Mais, il faut l'avouer, toutes les fautes du 9 sont la suite de la faute commise par Robespierre en négligeant de préparer l'insurrection dès le 8 au soir ou dès le 9 au matin.

$ 42.

· Mémoire de Robespierre nécessairement calomniée. Les vainqueurs n'avouent jamais qu'ils n'avaient pas raison, et soutiennent toujours que les vaincus avaient tort... Après la vengeance surtout, et plus le vainqueur se montre impitoyable et cruel, plus la mémoire du vaincu doit être calomniée... Jugez donc des calomnies contre la mémoire de Robespierre, puisqu'on l'a assassiné sans lui permettre aucune défense, puisqu'on égorge 103 de ses amis en trois jours, puisqu'on immolera tout le Tribunal révolutionnaire, accusateur, jurés et juges! Pour expliquer une pareille boucherie, il faut transformer les victimes en brigands et en scélérats.
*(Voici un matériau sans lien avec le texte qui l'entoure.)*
use std::iter::Peekable;

use itertools::{Itertools, PeekingNext};

use super::{CompileErrorType, Result};

#[derive(PartialEq, Debug)]
pub enum Token {
    Equals,
    Or,
    Nonterminal(String),
    Terminal(String)
}

// Both `"` and `'` open a terminal; it runs until the same quote closes it
pub fn lex_terminal(line: &mut impl PeekingNext<Item = char>) -> Result<Token> {
    let quote = line.next().ok_or(CompileErrorType::UnmatchedQuote)?;
    let token_text = line.peeking_take_while(|&c| c != quote).collect();

    // Check if there is a close quote and consume it if there is
    if line.next() != Some(quote) {
        return Err(CompileErrorType::UnmatchedQuote);
    }

    Ok(Token::Terminal(token_text))
}

fn is_arrow<I: Iterator<Item = char> + Clone>(line: &Peekable<I>) -> bool {
    let mut lookahead = line.clone();
    lookahead.next() == Some('-') && lookahead.next() == Some('>')
}

// Names end at whitespace or at the next `|`, `=` or `->`
pub fn lex_nonterminal<I: Iterator<Item = char> + Clone>(line: &mut Peekable<I>) -> Result<Token> {
    let mut name = String::new();
    while let Some(&c) = line.peek() {
        if c.is_whitespace() || c == '|' || c == '=' || is_arrow(line) {
            break;
        }
        name.push(c);
        line.next();
    }

    Ok(Token::Nonterminal(name))
}

pub fn lex_line(line: &str) -> Result<Vec<Token>> {
    let mut tokens = Vec::new();

    let mut line_chars = line.chars().peekable();

    while let Some(&c) = line_chars.peek() {
        if c == '=' {
            line_chars.next();
            tokens.push(Token::Equals);
        } else if is_arrow(&line_chars) {
            line_chars.next();
            line_chars.next();
            tokens.push(Token::Equals);
        } else if c == '|' {
            line_chars.next();
            tokens.push(Token::Or);
        } else if c == '\"' || c == '\'' {
            tokens.push(lex_terminal(&mut line_chars)?);
        } else if !c.is_whitespace() {
            tokens.push(lex_nonterminal(&mut line_chars)?);
        } else {
            line_chars.next();
        }
    }

    return Ok(tokens);
}
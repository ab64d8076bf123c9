use std::path::PathBuf;

use clap::{ArgAction, Parser};

#[derive(Parser, Debug)]
#[command(version, about = "Enumerate the sentences of a context-free grammar")]
pub struct Cli {
    /// File containing the grammar (default: a built-in demo grammar)
    pub file: Option<PathBuf>,

    /// Start symbol (default: first in the file)
    #[arg(short, long, value_name = "SYMBOL")]
    pub start: Option<String>,

    /// Maximum derivation depth (default: unbounded)
    #[arg(short, long, value_name = "DEPTH")]
    pub depth: Option<usize>,

    /// Maximum number of sentences (default: all, or 42 for the demo)
    #[arg(short = 'n', long, value_name = "AMOUNT")]
    pub amount: Option<usize>,

    /// Text placed between the tokens of a sentence
    #[arg(long, value_name = "SEP", default_value = " ")]
    pub separator: String,

    /// Only print how many sentences were generated
    #[arg(long)]
    pub count: bool,

    /// Increase logging verbosity (-v: debug, -vv+: trace)
    #[arg(short, long, action = ArgAction::Count)]
    pub verbose: u8,
}
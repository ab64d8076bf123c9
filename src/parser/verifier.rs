use std::collections::HashSet;

use crate::grammar::Symbol::Nonterminal;
use super::{Alternative, Location, Rewrite, Rule};

type DefinedSymbols<'a> = HashSet<&'a str>;

// A nonterminal used on a right-hand side with no rule of its own, and the
// line that used it. These expand to nothing, so they are worth a warning
// but never an error.
#[derive(Debug, PartialEq)]
pub(super) struct UndefinedReference<'a> {
    pub nonterminal: &'a str,
    pub location: &'a Location
}

fn get_alternative_undefined_symbols<'a>(alternative: &'a Alternative, location: &'a Location, defined: &DefinedSymbols) -> Vec<UndefinedReference<'a>> {
    // Filter out everything but nonterminals and unwrap the text from the
    // nonterminals. Then filter out all the defined nonterminals.
    alternative.iter()
        .filter_map(|symbol| match symbol {
            Nonterminal(symbol) => Some(symbol.as_str()),
            _ => None
        })
        .filter(|symbol| !defined.contains(symbol))
        .map(|nonterminal| UndefinedReference { nonterminal, location })
        .collect()
}

fn get_rewrite_undefined_symbols<'a>(rewrite: &'a Rewrite, location: &'a Location, defined: &DefinedSymbols) -> Vec<UndefinedReference<'a>> {
    rewrite.iter()
        .flat_map(|alternative| get_alternative_undefined_symbols(alternative, location, defined))
        .collect()
}

// Rules stay in file order, so references come out in line order
pub(super) fn undefined_references(rules: &[Rule]) -> Vec<UndefinedReference<'_>> {
    let defined: DefinedSymbols = rules.iter().map(|rule| rule.symbol.as_str()).collect();

    rules.iter()
        .flat_map(|rule| get_rewrite_undefined_symbols(&rule.rewrite, &rule.location, &defined))
        .collect()
}
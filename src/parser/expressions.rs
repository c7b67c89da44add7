//! Expression parsing implementation
//!
//! Precedence tiers, loosest first:
//!
//! ```text
//! assignment  ::= conditional [ assign_op conditional ]
//! conditional ::= log_or [ "?" expression ":" assignment ]
//! log_or      ::= log_and ( ("||" | "or") log_and )*
//! log_and     ::= bin_or ( ("&&" | "and") bin_or )*
//! bin_or      ::= bin_xor ( "|" bin_xor )*
//! bin_xor     ::= bin_and ( "^" bin_and )*
//! bin_and     ::= equality ( "&" equality )*
//! equality    ::= relational ( ("==" | "!=") relational )*
//! relational  ::= shift ( ("<" | "<=" | ">" | ">=") shift )*
//! shift       ::= additive ( ("<<" | ">>") additive )*
//! additive    ::= multiplicative ( ("+" | "-") multiplicative )*
//! multiplicative ::= unary ( ("*" | "/" | "%" | "**") unary )*
//! unary       ::= ("!" | "not" | "-" | "~" | "++" | "--") unary | postfix
//! postfix     ::= primary ( "++" | "--" | "(" args ")" | "[" expression "]" | "." NAME )*
//! primary     ::= INTEGER | FLOAT | STRING | NAME | "true" | "false" | "null"
//!               | "(" expression ")" | "[" [ expression ( "," expression )* ] "]"
//! ```
//!
//! The ten binary tiers are parsed by precedence climbing over
//! [`binary_op`]: one method handles every tier, and each operand only
//! descends into strictly tighter tiers. All binary tiers are
//! left-associative.

use crate::parser::ast::*;
use crate::parser::lexer::{Token, TokenKind};
use crate::parser::parse::{ParseError, Parser};

/// Loosest binary precedence
const LOWEST_PRECEDENCE: u8 = 1;

fn assign_op(kind: TokenKind) -> Option<AssignOp> {
    let op = match kind {
        TokenKind::Assign => AssignOp::Assign,
        TokenKind::LeftShiftAssign => AssignOp::LeftShiftAssign,
        TokenKind::RightShiftAssign => AssignOp::RightShiftAssign,
        TokenKind::PlusAssign => AssignOp::PlusAssign,
        TokenKind::MinusAssign => AssignOp::MinusAssign,
        TokenKind::MultiplyAssign => AssignOp::MultiplyAssign,
        TokenKind::PowAssign => AssignOp::PowAssign,
        TokenKind::DivideAssign => AssignOp::DivideAssign,
        TokenKind::ModuloAssign => AssignOp::ModuloAssign,
        TokenKind::BinAndAssign => AssignOp::BinAndAssign,
        TokenKind::BinOrAssign => AssignOp::BinOrAssign,
        TokenKind::BinXorAssign => AssignOp::BinXorAssign,
        TokenKind::BinNotAssign => AssignOp::BinNotAssign,
        _ => return None,
    };
    Some(op)
}

/// Binary operator for `kind` with its precedence; higher binds tighter
fn binary_op(kind: TokenKind) -> Option<(BinOp, u8)> {
    let entry = match kind {
        TokenKind::LogOr => (BinOp::LogOr, 1),
        TokenKind::LogAnd => (BinOp::LogAnd, 2),
        TokenKind::BinOr => (BinOp::BinOr, 3),
        TokenKind::BinXor => (BinOp::BinXor, 4),
        TokenKind::BinAnd => (BinOp::BinAnd, 5),
        TokenKind::Equal => (BinOp::Equal, 6),
        TokenKind::NotEqual => (BinOp::NotEqual, 6),
        TokenKind::Lesser => (BinOp::Lesser, 7),
        TokenKind::LesserEqual => (BinOp::LesserEqual, 7),
        TokenKind::Greater => (BinOp::Greater, 7),
        TokenKind::GreaterEqual => (BinOp::GreaterEqual, 7),
        TokenKind::LeftShift => (BinOp::LeftShift, 8),
        TokenKind::RightShift => (BinOp::RightShift, 8),
        TokenKind::Plus => (BinOp::Plus, 9),
        TokenKind::Minus => (BinOp::Minus, 9),
        TokenKind::Multiply => (BinOp::Multiply, 10),
        TokenKind::Divide => (BinOp::Divide, 10),
        TokenKind::Modulo => (BinOp::Modulo, 10),
        TokenKind::Pow => (BinOp::Pow, 10),
        _ => return None,
    };
    Some(entry)
}

fn prefix_op(kind: TokenKind) -> Option<UnOp> {
    let op = match kind {
        TokenKind::LogNot => UnOp::Not,
        TokenKind::Minus => UnOp::Neg,
        TokenKind::BinNot => UnOp::BitNot,
        TokenKind::Increment => UnOp::PreIncrement,
        TokenKind::Decrement => UnOp::PreDecrement,
        _ => return None,
    };
    Some(op)
}

/// Literal for a token that starts a primary expression
fn literal(token: &Token) -> Result<Literal, ParseError> {
    let literal = match token.kind {
        TokenKind::Integer => {
            let lexeme = token.lexeme();
            let value = lexeme.parse::<i32>().map_err(|_| ParseError::InvalidNumber {
                lexeme: lexeme.to_string(),
                location: token.location,
            })?;
            Literal::Integer(value)
        }
        TokenKind::Float => {
            let lexeme = token.lexeme();
            let value = lexeme
                .parse::<f32>()
                .ok()
                .filter(|value| value.is_finite())
                .ok_or_else(|| ParseError::InvalidNumber {
                    lexeme: lexeme.to_string(),
                    location: token.location,
                })?;
            Literal::Float(value)
        }
        TokenKind::String => Literal::String(token.lexeme().to_string()),
        TokenKind::Identifier => Literal::Identifier(token.lexeme().to_string()),
        TokenKind::True => Literal::Boolean(true),
        TokenKind::False => Literal::Boolean(false),
        TokenKind::Null => Literal::Null,
        found => {
            return Err(ParseError::ExpectedExpression {
                found,
                location: token.location,
            })
        }
    };
    Ok(literal)
}

impl Parser {
    /// Parse expression (top-level entry point)
    pub(crate) fn parse_expression(&mut self) -> Result<Expression, ParseError> {
        self.parse_assignment()
    }

    /// Constant expression: the conditional tier, used for case labels and
    /// parameter defaults
    pub(crate) fn parse_const_expression(&mut self) -> Result<Expression, ParseError> {
        self.nested(Self::parse_conditional)
    }

    /// Parse assignment; at most one operator, the right side is a conditional
    fn parse_assignment(&mut self) -> Result<Expression, ParseError> {
        self.nested(|parser| {
            let target = parser.parse_conditional()?;

            let Some(op) = assign_op(parser.peek().kind) else {
                return Ok(target);
            };

            if target.is_condition() {
                return Err(ParseError::ConditionAssignmentStatementMixed {
                    location: parser.current_location(),
                });
            }

            parser.advance()?;
            let value = parser.parse_conditional()?;

            Ok(Expression::Assignment {
                op,
                target: Box::new(target),
                value: Box::new(value),
            })
        })
    }

    /// Parse ternary: condition ? then_expr : else_expr
    fn parse_conditional(&mut self) -> Result<Expression, ParseError> {
        let condition = self.parse_binary(LOWEST_PRECEDENCE)?;

        if !self.match_token(TokenKind::QuestionMark)? {
            return Ok(condition);
        }

        let then_expr = self.parse_assignment()?;
        self.expect_token(TokenKind::Colon)?;
        let else_expr = self.parse_assignment()?;

        Ok(Expression::Condition {
            condition: Box::new(condition),
            then_expr: Box::new(then_expr),
            else_expr: Box::new(else_expr),
        })
    }

    /// Parse binary operators binding at least as tight as `min_precedence`
    fn parse_binary(&mut self, min_precedence: u8) -> Result<Expression, ParseError> {
        let mut chain = self.open_chain();
        let mut left = self.parse_unary()?;

        while let Some((op, precedence)) = binary_op(self.peek().kind) {
            if precedence < min_precedence {
                break;
            }

            let location = self.current_location();
            self.advance()?;
            let right = self.parse_binary(precedence + 1)?;
            self.extend_chain(&mut chain, location)?;

            left = Expression::Binary {
                op,
                left: Box::new(left),
                right: Box::new(right),
            };
        }

        self.close_chain(chain);
        Ok(left)
    }

    /// Parse prefix operators: `!`, `not`, `-`, `~`, `++`, `--`
    fn parse_unary(&mut self) -> Result<Expression, ParseError> {
        let Some(op) = prefix_op(self.peek().kind) else {
            return self.parse_postfix();
        };

        self.advance()?;
        let operand = self.nested(Self::parse_unary)?;

        Ok(Expression::Unary {
            op,
            operand: Box::new(operand),
        })
    }

    /// Parse postfix chain: `++`, `--`, calls, indexing, member access
    fn parse_postfix(&mut self) -> Result<Expression, ParseError> {
        let mut chain = self.open_chain();
        let mut expr = self.parse_primary()?;

        loop {
            let location = self.current_location();
            expr = match self.peek().kind {
                TokenKind::Increment => {
                    self.advance()?;
                    Expression::Unary {
                        op: UnOp::PostIncrement,
                        operand: Box::new(expr),
                    }
                }
                TokenKind::Decrement => {
                    self.advance()?;
                    Expression::Unary {
                        op: UnOp::PostDecrement,
                        operand: Box::new(expr),
                    }
                }
                TokenKind::OpenParen => {
                    self.advance()?;
                    let arguments = self.parse_expression_list(TokenKind::CloseParen)?;
                    Expression::Call {
                        callee: Box::new(expr),
                        arguments,
                    }
                }
                TokenKind::OpenBracket => {
                    self.advance()?;
                    let index = self.parse_assignment()?;
                    self.expect_token(TokenKind::CloseBracket)?;
                    Expression::ArrayAccess {
                        array: Box::new(expr),
                        index: Box::new(index),
                    }
                }
                TokenKind::Period => {
                    self.advance()?;
                    let member = self.expect_identifier()?;
                    Expression::MemberAccess {
                        object: Box::new(expr),
                        member,
                    }
                }
                _ => break,
            };
            self.extend_chain(&mut chain, location)?;
        }

        self.close_chain(chain);
        Ok(expr)
    }

    /// Parse primary expression: literals, identifiers, groups, array literals
    fn parse_primary(&mut self) -> Result<Expression, ParseError> {
        match self.peek().kind {
            TokenKind::OpenParen => {
                self.advance()?;
                let expr = self.parse_assignment()?;
                self.expect_token(TokenKind::CloseParen)?;
                Ok(expr)
            }
            TokenKind::OpenBracket => {
                self.advance()?;
                let elements = self.parse_expression_list(TokenKind::CloseBracket)?;
                Ok(Expression::Array(elements))
            }
            _ => {
                let value = literal(self.peek())?;
                self.advance()?;
                Ok(Expression::Literal(value))
            }
        }
    }

    /// Comma-separated expressions up to and including `close`
    fn parse_expression_list(&mut self, close: TokenKind) -> Result<Vec<Expression>, ParseError> {
        let mut items = Vec::new();

        if self.match_token(close)? {
            return Ok(items);
        }

        loop {
            items.push(self.parse_assignment()?);
            if !self.match_token(TokenKind::Comma)? {
                break;
            }
        }

        self.expect_token(close)?;
        Ok(items)
    }
}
Jugez aussi des cris et des anathèmes des Aristocrates, des contre-révolutionnaires, des Emigrés et des Rois, habitués à entendre nommer Robespierre comme le Chef du Gouvernement révolutionnaire! Ils savent bien que les Thermidoriens étaient plus cruels contre eux que Robespierre: mais c'est adroit de leur part de leur accorder une trève, de paraître croire à leur innocence, de les caresser même, et de faire cause commune avec eux pour concentrer toutes les attaques sur Robespierre, parce qu'en flétrissant le plus pur des révolutionnaires ils flétriront indirectement tous les autres et la Révolution elle-même en sa personne. Tous s'accordent donc à rejeter sur lui tous les excès et tous les crimes.
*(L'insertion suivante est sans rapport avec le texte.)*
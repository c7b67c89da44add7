//! Error reporting seam between the parser and its host
//!
//! A parse fails with exactly one [`ParseError`]. Hosts that want to see
//! errors as they happen, rather than only through the returned `Result`,
//! pass a [`Diagnostics`] sink to [`crate::parse_source_with`].

use crate::parser::parse::ParseError;

/// Receiver for parse errors
pub trait Diagnostics {
    fn report(&mut self, error: &ParseError);
}

/// Keeps every reported error in order
#[derive(Debug, Default)]
pub struct CollectingDiagnostics {
    errors: Vec<ParseError>,
}

impl CollectingDiagnostics {
    pub fn new() -> Self {
        Self::default()
    }

    pub fn errors(&self) -> &[ParseError] {
        &self.errors
    }

    pub fn has_errors(&self) -> bool {
        !self.errors.is_empty()
    }
}

impl Diagnostics for CollectingDiagnostics {
    fn report(&mut self, error: &ParseError) {
        self.errors.push(error.clone());
    }
}

/// Forwards errors to the `tracing` subscriber installed by the host
#[derive(Debug, Default, Clone, Copy)]
pub struct TracingDiagnostics;

impl Diagnostics for TracingDiagnostics {
    fn report(&mut self, error: &ParseError) {
        let location = error.location();
        tracing::error!(
            line = location.line,
            column = location.column,
            kind = error.name(),
            "{}",
            error
        );
    }
}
Sa mémoire, désormais à la merci de ses ennemis triomphants (et quels ennemis)! sera donc nécessairement calomniée et flétrie... Admiré, vanté, vénéré, adoré de son vivant, il va devenir le bouc émissaire chargé de toutes les iniquités d'Israël.

Et ses ennemis saisissent tous ses papiers, tous ceux de Lebas, de Saint-Just, etc., tous ceux des Jacobins, tous ceux de la Commune, et disposent de tous ceux des Comités.
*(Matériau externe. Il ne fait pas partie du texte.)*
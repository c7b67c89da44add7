// Integration tests for the script front end

use pscript::parser::ast::*;
use pscript::parser::constants::DEFAULT_MAX_NESTING_DEPTH;
use pscript::{
    parse_source, parse_source_with, print_tree, CollectingDiagnostics, LexError, ParseError,
    ParserConfig, TokenKind,
};

fn parse_err(source: &str) -> ParseError {
    parse_source(source).expect_err("Parsing should have failed")
}

#[test]
fn test_foreach_with_break() {
    let tree = parse_source("for (x in list) { break; }").expect("Parsing failed");

    assert_eq!(
        tree.statements(),
        [Statement::ForEach(ForEachStatement {
            binding: "x".to_string(),
            source: Expression::identifier("list"),
            body: Compound::new(vec![Statement::Break]),
        })]
    );
}

#[test]
fn test_function_with_default_and_variadic() {
    let tree = parse_source("function f(a, b = 1, ...) { return a : b; }").expect("Parsing failed");

    let Statement::Function(function) = &tree.statements()[0] else {
        panic!("Expected function statement");
    };
    assert_eq!(function.name, "f");
    assert_eq!(function.parameters.len(), 3);
    assert_eq!(function.parameters[0].name(), Some("a"));
    assert!(function.parameters[0].default().is_none());
    assert_eq!(function.parameters[1].name(), Some("b"));
    assert_eq!(function.parameters[1].default(), Some(&Expression::integer(1)));
    assert!(function.parameters[2].is_variadic());

    let body = function.body.as_ref().expect("Function should have a body");
    assert_eq!(
        body.statements,
        vec![Statement::Return(vec![
            Expression::identifier("a"),
            Expression::identifier("b"),
        ])]
    );
}

#[test]
fn test_complete_script() {
    let source = r#"
        # Prime sieve
        import std.io.*;
        import std.math;

        const "LIMIT" = 100;

        function is_prime(n, divisor = 2) {
            if (n < 2) return false;
            else if (divisor * divisor > n) return true;
            else if (n % divisor == 0) return false;
            return is_prime(n, divisor + 1);
        }

        function report(label, ...);

        var "primes" = [];
        for (var "i" = 0; i < LIMIT; i++) {
            if (is_prime(i)) primes.push(i);
        }

        for (p in primes) {
            switch (p % 4) {
                case 1:
                    report('1 mod 4', p);
                    break;
                case 3:
                    report("3 mod 4", p);
                    break;
                default:
                    continue;
            }
        }

        var "count" = 0;
        do {
            count += 1;
        } while (count < 10 and not done);

        var "sign" = count > 5 ? 1 : -1;
        while (true) { break; }
    "#;

    let tree = parse_source(source).expect("Parsing failed");
    let kinds: Vec<&str> = tree
        .statements()
        .iter()
        .map(|statement| match statement {
            Statement::Import(_) => "import",
            Statement::Declaration(_) => "declaration",
            Statement::Function(_) => "function",
            Statement::For(_) => "for",
            Statement::ForEach(_) => "foreach",
            Statement::DoWhile(_) => "do-while",
            Statement::While(_) => "while",
            _ => "other",
        })
        .collect();

    assert_eq!(
        kinds,
        [
            "import",
            "import",
            "declaration",
            "function",
            "function",
            "declaration",
            "for",
            "foreach",
            "declaration",
            "do-while",
            "declaration",
            "while",
        ]
    );

    let Statement::Function(report) = &tree.statements()[4] else {
        panic!("Expected function statement");
    };
    assert!(report.is_forward_declaration());
}

#[test]
fn test_brace_cannot_start_expression() {
    assert!(matches!(
        parse_err("var \"shapes\" = [1, {}.x];"),
        ParseError::ExpectedExpression {
            found: TokenKind::OpenBrace,
            ..
        }
    ));
}

#[test]
fn test_assignment_does_not_chain() {
    assert!(matches!(
        parse_err("x <<= y >>= z;"),
        ParseError::WrongToken {
            expected: TokenKind::Semicolon,
            found: TokenKind::RightShiftAssign,
            ..
        }
    ));
    assert!(parse_source("x <<= (y >>= z);").is_ok());
}

#[test]
fn test_printed_script_reparses_equal() {
    let source = r#"
        function area(w, h = w) { return w * h : "units"; }
        var "shapes" = [area(2), area(2, 3.5), (1).x, 'q"uote'];
        if (a) if (b) c; else d; else e;
        x <<= (y >>= z);
    "#;

    let tree = parse_source(source).expect("Parsing failed");
    let printed = print_tree(&tree);
    let reparsed = parse_source(&printed).expect("Printed source should parse");
    assert_eq!(reparsed, tree);
    assert_eq!(print_tree(&reparsed), printed);
}

#[test]
fn test_dangling_else_binds_to_nearest_if() {
    let tree = parse_source("if (a) if (b) c; else d;").expect("Parsing failed");

    let Statement::If(outer) = &tree.statements()[0] else {
        panic!("Expected if statement");
    };
    assert!(outer.else_branch.is_none());
    let Statement::If(inner) = &outer.body.statements[0] else {
        panic!("Expected nested if statement");
    };
    assert!(inner.else_body().is_some());
}

#[test]
fn test_if_never_has_both_branches() {
    let tree = parse_source("if (a) x; else if (b) y; else z;").expect("Parsing failed");
    let Statement::If(stmt) = &tree.statements()[0] else {
        panic!("Expected if statement");
    };

    let mut current = Some(stmt);
    while let Some(node) = current {
        assert!(!(node.else_if().is_some() && node.else_body().is_some()));
        current = node.else_if();
    }
}

#[test]
fn test_expression_kinds() {
    let tree = parse_source("a.b[c](d) ? -e : f++;").expect("Parsing failed");
    let Statement::Expression(expr) = &tree.statements()[0] else {
        panic!("Expected expression statement");
    };

    assert_eq!(expr.kind(), ExpressionKind::Condition);
    let children = expr.children();
    assert_eq!(children.len(), 3);
    assert_eq!(children[0].kind(), ExpressionKind::Call);
    assert_eq!(children[1].kind(), ExpressionKind::Minus);
    assert_eq!(children[1].children().len(), 1);
    assert_eq!(children[2].kind(), ExpressionKind::IncrementPost);
}

// ===== Errors =====

#[test]
fn test_lexer_errors_surface() {
    assert_eq!(parse_err("x = 'abc").name(), "StringNotClosed");
    assert_eq!(parse_err("x = a $ b;").name(), "UnknownCharacter");
    assert_eq!(parse_err("x = 1.2.3;").name(), "UnknownIdentifier");
    assert_eq!(parse_err("x = \"abc\\").name(), "InvalidOperator");
    assert!(matches!(
        parse_err("x = a..b;"),
        ParseError::Lex(LexError::UnknownCharacter { character: '.', .. })
    ));
}

#[test]
fn test_structural_errors() {
    let cases = [
        ("function f(..., ...) {}", "EllipsesInvalidCount"),
        ("function f(..., a) {}", "EllipsesNotLast"),
        ("function f(a = 1, b) {}", "NonDefaultAfterDefault"),
        ("import a.*.b;", "EntryAfterAllAccess"),
        ("switch (x) { default: default: }", "MultipleDefaults"),
        ("(a ? b : c) += 1;", "ConditionAssignmentStatementMixed"),
        ("x = ;", "ExpectedExpression"),
        ("x = 4294967296;", "InvalidNumber"),
        ("var x = 1;", "WrongToken"),
    ];

    for (source, name) in cases {
        assert_eq!(parse_err(source).name(), name, "{source}");
    }
}

#[test]
fn test_error_location_and_message() {
    let err = parse_err("var \"x\" = 1;\nwhile (x) {\n    x = x +;\n}");
    assert_eq!(err.location(), SourceLocation::new(3, 12));
    assert_eq!(
        err.to_string(),
        "Parse error at line 3, column 12: expected expression, found ';'"
    );
}

#[test]
fn test_nesting_limit() {
    let deep = format!("x = {}1{};", "[".repeat(300), "]".repeat(300));
    assert!(matches!(
        parse_err(&deep),
        ParseError::NestingTooDeep {
            limit: DEFAULT_MAX_NESTING_DEPTH,
            ..
        }
    ));

    let mut sink = CollectingDiagnostics::new();
    let config = ParserConfig::default().with_max_depth(512);
    let shallow = format!("x = {}1;", "- ".repeat(200));
    assert!(parse_source_with(&shallow, config, &mut sink).is_ok());
    assert!(!sink.has_errors());
}

#[test]
fn test_long_operator_chains_fail_cleanly() {
    let sum = format!("x = 1{};", " + 1".repeat(200_000));
    assert_eq!(parse_err(&sum).name(), "NestingTooDeep");

    let members = format!("x{};", ".a".repeat(100_000));
    assert_eq!(parse_err(&members).name(), "NestingTooDeep");
}

#[test]
fn test_deepest_accepted_chain_prints_and_reparses() {
    // The assignment takes one level, each `+` one more
    let source = format!("x = 1{};", " + 1".repeat(DEFAULT_MAX_NESTING_DEPTH - 1));
    let tree = parse_source(&source).expect("Parsing failed");

    // Printing wraps every link in parentheses, which costs a level each
    let printed = print_tree(&tree);
    let config = ParserConfig::default().with_max_depth(2 * DEFAULT_MAX_NESTING_DEPTH + 2);
    let mut sink = CollectingDiagnostics::new();
    let reparsed = parse_source_with(&printed, config, &mut sink).expect("Printed source should parse");
    assert_eq!(reparsed, tree);
}

#[test]
fn test_diagnostics_receive_error_once() {
    let mut sink = CollectingDiagnostics::new();
    let result = parse_source_with("switch (x) { case 1: ", ParserConfig::default(), &mut sink);

    let err = result.expect_err("Parsing should have failed");
    assert_eq!(sink.errors(), [err]);
}

#[test]
fn test_diagnostics_untouched_on_success() {
    let mut sink = CollectingDiagnostics::new();
    let tree = parse_source_with("x;", ParserConfig::default(), &mut sink).expect("Parsing failed");
    assert_eq!(tree.statements().len(), 1);
    assert!(sink.errors().is_empty());
}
Et Courtois, qui fera un rapport sur ces papiers, longtemps après, sera maître de supprimer tous ceux qui le justifient, d'altérer les autres, de ne les imprimer que tronqués et dénaturés, et d'y substituer même de fausses pièces accusatrices.

Et l'infâme Fouché, qui va devenir Ministre de la police, sera maître de piller et de voler les Archives publiques des Comités et de la Convention pour en enlever tout ce qui pourrait le condamner lui et ses amis et justifier leur victime.

Et tous les Gouvernements qui vont se succéder, tournant de plus en plus le dos à la Révolution, auront intérêt à jeter l'exécration sur son nom pour enchaîner la Démocratie. Robespierriste, Jacobin, Démocrate, deviendront des titres tellement proscrits que personne n'osera les prendre dans la crainte des persécutions, et que tous les ambitieux les accableront d`anathèmes pour obtenir les faveurs du Pouvoir.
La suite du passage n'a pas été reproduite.